Write out exactly the lines of the entries below, from the first through the line containing "not a keyed", and nothing beyond them.

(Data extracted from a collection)
⟨

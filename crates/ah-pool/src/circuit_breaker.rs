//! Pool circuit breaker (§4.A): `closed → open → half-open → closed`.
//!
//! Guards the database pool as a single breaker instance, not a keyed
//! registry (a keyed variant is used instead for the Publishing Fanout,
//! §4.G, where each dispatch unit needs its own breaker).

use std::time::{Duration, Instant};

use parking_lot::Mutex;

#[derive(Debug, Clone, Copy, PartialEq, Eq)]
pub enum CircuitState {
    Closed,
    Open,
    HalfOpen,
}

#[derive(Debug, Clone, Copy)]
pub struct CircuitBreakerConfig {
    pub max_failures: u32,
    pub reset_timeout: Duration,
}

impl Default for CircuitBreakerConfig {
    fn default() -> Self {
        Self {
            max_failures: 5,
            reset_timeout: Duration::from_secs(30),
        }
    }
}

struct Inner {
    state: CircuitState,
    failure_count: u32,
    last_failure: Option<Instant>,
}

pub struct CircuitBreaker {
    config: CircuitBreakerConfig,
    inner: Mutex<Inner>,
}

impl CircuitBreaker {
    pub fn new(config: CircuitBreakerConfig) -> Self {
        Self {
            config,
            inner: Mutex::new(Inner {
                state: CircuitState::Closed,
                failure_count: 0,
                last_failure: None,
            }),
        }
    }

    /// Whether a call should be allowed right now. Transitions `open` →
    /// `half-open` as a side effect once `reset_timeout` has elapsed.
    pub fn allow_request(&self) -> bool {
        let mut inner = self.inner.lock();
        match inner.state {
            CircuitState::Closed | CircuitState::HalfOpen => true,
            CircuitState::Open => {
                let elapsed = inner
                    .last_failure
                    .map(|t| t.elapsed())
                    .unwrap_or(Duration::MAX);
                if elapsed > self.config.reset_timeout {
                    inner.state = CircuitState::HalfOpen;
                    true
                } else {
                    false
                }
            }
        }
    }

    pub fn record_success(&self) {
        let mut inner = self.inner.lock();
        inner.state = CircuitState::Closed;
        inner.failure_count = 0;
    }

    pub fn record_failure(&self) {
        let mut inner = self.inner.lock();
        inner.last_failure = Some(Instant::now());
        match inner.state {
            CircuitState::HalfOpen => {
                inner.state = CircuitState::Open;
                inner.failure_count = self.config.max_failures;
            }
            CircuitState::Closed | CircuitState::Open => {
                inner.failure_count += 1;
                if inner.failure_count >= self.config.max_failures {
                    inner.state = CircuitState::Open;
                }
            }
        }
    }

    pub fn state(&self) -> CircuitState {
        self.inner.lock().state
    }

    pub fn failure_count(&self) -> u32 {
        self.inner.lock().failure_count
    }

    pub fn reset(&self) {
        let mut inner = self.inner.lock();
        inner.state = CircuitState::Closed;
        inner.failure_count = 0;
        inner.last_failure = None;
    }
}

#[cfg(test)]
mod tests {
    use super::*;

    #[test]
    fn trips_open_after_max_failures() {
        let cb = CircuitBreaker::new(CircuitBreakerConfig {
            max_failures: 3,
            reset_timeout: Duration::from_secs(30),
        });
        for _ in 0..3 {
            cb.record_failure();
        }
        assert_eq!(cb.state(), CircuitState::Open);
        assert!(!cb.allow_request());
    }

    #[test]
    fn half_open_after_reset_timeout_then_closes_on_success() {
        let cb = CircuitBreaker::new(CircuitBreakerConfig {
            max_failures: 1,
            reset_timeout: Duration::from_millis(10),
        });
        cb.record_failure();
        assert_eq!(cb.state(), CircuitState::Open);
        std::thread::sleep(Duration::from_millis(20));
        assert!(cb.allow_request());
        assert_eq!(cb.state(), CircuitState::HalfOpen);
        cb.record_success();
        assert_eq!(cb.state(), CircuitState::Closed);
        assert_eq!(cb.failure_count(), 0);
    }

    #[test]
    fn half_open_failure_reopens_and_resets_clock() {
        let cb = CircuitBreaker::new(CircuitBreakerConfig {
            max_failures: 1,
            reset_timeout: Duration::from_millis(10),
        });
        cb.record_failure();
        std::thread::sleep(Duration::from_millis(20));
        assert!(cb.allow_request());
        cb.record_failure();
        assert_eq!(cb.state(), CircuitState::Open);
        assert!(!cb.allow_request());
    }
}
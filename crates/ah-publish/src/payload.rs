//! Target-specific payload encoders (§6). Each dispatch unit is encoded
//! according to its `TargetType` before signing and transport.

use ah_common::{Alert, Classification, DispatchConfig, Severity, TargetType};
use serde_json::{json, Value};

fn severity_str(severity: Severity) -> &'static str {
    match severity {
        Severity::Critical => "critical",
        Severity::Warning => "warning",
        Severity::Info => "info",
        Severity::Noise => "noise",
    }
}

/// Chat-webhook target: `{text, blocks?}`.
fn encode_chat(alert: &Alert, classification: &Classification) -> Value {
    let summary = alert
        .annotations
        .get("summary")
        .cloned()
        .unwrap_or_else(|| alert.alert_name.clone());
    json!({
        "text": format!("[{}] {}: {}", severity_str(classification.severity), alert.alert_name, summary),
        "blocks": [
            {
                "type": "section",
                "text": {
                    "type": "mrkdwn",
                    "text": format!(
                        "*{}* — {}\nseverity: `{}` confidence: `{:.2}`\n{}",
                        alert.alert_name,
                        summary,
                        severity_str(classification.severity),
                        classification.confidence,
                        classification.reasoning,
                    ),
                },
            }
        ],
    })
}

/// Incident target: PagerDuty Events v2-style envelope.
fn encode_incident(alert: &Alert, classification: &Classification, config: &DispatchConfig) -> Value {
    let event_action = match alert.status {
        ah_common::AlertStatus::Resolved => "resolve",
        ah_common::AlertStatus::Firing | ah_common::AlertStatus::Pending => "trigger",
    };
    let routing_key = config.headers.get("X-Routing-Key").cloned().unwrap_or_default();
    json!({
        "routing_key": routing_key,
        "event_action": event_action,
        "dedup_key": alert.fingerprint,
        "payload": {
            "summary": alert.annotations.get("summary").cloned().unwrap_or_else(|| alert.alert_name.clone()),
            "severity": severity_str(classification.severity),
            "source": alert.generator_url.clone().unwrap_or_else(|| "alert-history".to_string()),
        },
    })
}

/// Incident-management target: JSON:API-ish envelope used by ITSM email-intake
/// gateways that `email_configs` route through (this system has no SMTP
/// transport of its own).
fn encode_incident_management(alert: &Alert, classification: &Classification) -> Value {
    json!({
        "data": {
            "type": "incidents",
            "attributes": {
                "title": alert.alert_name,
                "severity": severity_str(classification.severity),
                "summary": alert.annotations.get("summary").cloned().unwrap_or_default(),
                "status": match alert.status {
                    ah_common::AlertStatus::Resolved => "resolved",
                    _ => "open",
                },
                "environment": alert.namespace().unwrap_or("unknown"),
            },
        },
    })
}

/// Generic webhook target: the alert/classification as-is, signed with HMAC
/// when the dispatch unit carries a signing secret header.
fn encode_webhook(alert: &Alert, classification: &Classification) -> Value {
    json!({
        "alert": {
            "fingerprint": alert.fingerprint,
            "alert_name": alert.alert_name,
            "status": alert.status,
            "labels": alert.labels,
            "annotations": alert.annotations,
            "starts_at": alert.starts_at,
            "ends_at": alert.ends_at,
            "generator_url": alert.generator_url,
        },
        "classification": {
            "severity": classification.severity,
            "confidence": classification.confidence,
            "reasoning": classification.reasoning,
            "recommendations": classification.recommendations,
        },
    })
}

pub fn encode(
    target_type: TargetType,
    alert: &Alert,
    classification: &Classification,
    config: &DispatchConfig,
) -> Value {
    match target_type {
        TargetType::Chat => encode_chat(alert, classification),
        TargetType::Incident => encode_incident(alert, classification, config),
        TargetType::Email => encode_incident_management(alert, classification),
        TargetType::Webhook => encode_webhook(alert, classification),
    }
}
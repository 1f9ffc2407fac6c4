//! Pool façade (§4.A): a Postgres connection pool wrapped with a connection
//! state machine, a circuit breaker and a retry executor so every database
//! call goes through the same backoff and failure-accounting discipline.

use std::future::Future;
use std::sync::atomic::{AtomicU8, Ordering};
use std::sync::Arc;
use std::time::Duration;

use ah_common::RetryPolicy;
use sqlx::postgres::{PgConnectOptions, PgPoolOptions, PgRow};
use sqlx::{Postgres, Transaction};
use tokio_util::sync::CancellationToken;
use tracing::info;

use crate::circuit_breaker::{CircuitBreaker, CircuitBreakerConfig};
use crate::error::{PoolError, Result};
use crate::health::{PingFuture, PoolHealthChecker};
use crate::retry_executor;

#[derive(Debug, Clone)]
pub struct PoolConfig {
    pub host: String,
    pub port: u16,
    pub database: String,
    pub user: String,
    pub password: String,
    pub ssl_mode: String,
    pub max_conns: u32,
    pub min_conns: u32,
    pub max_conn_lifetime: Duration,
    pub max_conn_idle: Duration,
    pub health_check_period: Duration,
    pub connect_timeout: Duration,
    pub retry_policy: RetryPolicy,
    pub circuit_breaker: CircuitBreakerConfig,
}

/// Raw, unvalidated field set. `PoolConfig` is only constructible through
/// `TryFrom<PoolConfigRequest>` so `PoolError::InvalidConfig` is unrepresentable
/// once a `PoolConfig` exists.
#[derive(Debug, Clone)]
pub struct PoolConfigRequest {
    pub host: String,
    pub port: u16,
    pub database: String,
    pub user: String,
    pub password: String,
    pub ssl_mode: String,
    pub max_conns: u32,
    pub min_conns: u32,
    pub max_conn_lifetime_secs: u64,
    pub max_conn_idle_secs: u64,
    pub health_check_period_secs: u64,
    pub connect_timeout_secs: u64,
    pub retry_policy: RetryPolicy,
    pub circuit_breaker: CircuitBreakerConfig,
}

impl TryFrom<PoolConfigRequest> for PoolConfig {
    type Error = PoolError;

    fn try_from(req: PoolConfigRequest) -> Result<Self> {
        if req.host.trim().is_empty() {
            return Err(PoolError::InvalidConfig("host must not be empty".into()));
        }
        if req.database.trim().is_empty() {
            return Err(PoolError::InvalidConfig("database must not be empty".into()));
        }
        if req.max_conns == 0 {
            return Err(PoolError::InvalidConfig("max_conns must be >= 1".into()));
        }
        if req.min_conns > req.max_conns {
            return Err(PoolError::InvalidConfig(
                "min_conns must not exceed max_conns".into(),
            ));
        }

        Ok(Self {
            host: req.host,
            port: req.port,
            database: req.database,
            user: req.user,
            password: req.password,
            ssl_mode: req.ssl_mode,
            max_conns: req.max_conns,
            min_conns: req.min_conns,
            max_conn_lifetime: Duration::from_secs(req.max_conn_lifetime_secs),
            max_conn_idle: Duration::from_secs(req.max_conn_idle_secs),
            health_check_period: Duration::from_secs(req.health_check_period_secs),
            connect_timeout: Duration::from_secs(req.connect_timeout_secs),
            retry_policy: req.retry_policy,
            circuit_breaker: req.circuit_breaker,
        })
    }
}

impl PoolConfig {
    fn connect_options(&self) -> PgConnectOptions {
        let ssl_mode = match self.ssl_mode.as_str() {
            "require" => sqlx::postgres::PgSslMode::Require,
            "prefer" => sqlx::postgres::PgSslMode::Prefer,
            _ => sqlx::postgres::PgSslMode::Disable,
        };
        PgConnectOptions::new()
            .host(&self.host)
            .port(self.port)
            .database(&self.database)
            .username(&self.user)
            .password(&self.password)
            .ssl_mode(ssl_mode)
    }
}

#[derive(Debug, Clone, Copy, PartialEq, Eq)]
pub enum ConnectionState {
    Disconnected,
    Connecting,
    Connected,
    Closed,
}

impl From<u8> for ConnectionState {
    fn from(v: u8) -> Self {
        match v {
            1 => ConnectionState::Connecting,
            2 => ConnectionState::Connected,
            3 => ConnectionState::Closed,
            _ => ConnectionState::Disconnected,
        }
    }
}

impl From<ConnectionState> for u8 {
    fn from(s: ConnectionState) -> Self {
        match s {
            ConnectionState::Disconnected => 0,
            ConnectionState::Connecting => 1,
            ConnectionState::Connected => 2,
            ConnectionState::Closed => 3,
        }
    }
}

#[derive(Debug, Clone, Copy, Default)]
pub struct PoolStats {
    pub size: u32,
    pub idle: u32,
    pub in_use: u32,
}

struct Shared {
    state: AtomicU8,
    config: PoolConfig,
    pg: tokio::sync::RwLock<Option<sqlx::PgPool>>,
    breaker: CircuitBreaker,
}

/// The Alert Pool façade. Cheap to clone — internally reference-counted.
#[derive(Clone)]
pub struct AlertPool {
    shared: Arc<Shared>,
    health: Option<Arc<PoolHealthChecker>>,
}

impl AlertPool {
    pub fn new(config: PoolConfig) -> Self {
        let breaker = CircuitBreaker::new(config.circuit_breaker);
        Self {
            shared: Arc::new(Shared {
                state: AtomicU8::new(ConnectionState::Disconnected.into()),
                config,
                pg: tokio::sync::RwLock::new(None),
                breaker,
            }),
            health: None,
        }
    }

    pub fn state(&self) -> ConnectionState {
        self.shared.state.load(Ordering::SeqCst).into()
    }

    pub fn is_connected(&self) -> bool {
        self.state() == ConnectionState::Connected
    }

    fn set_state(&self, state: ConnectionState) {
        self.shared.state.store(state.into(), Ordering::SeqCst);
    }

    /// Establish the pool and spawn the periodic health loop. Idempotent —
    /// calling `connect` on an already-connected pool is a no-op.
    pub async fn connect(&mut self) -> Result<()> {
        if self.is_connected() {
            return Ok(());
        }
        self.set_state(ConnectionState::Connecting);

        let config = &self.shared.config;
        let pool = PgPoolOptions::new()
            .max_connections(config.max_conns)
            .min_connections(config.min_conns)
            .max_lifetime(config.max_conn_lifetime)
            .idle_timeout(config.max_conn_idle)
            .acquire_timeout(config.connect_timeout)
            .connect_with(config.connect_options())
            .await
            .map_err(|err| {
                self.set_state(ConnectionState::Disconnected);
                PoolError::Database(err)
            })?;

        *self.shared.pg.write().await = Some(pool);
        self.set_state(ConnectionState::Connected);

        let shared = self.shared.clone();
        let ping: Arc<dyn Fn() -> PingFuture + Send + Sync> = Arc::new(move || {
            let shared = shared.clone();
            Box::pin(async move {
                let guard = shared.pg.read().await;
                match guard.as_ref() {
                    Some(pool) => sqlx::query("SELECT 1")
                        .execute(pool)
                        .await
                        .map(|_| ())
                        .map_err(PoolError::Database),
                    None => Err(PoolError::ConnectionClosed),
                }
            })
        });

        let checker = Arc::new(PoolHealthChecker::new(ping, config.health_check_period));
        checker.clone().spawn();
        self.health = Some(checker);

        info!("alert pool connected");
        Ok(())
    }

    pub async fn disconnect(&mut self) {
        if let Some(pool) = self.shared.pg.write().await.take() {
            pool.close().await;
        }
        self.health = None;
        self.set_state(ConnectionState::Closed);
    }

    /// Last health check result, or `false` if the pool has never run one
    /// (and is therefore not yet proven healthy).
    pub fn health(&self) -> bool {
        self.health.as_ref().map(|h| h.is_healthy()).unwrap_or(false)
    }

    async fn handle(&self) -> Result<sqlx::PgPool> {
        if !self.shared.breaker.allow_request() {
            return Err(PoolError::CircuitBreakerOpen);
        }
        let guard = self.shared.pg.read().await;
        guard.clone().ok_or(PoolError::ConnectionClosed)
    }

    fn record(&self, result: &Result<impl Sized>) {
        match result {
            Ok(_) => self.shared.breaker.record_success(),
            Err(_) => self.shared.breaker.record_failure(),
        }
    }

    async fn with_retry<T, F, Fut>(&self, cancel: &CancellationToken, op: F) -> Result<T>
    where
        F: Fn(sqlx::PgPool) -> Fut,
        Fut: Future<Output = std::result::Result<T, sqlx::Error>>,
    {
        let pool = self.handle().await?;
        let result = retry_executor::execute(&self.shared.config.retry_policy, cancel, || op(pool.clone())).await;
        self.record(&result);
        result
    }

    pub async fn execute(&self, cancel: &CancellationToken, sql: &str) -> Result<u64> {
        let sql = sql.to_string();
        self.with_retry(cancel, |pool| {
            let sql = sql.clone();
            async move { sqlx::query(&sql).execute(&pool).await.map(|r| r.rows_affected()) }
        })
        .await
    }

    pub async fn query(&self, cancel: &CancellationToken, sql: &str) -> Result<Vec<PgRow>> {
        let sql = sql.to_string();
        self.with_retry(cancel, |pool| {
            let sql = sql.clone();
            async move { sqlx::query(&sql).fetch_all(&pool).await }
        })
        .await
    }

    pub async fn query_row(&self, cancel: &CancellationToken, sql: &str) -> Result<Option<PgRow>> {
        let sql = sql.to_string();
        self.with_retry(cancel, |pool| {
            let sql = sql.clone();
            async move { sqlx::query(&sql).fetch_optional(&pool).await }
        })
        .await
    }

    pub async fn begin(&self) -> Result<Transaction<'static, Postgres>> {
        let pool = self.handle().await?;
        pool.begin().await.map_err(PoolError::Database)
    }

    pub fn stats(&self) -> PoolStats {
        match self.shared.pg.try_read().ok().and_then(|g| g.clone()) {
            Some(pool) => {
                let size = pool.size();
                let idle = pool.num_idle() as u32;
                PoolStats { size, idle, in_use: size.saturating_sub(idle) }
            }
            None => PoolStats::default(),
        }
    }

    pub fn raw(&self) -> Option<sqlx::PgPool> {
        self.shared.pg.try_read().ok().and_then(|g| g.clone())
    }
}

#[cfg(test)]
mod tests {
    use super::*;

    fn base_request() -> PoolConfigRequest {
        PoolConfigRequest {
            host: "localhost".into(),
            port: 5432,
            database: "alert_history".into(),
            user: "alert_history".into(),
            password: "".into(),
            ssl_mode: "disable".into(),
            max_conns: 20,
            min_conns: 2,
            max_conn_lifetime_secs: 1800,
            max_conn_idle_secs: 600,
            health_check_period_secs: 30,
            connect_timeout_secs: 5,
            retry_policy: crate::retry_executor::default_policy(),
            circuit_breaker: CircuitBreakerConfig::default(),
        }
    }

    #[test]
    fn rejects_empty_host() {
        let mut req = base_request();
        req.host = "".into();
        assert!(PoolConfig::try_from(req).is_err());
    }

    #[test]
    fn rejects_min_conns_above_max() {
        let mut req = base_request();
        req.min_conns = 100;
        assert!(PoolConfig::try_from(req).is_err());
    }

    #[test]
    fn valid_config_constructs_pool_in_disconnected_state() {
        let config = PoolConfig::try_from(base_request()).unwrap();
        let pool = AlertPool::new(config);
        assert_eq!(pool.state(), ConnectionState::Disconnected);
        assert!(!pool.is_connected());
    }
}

⟩

| Exercise solution |
filename crates/ah-pool/src/circuit_breaker.rs
//! Pool circuit breaker (§4.A): `closed → open → half-open → closed`.
//!
//! Guards the database pool as a single breaker instance, not a keyed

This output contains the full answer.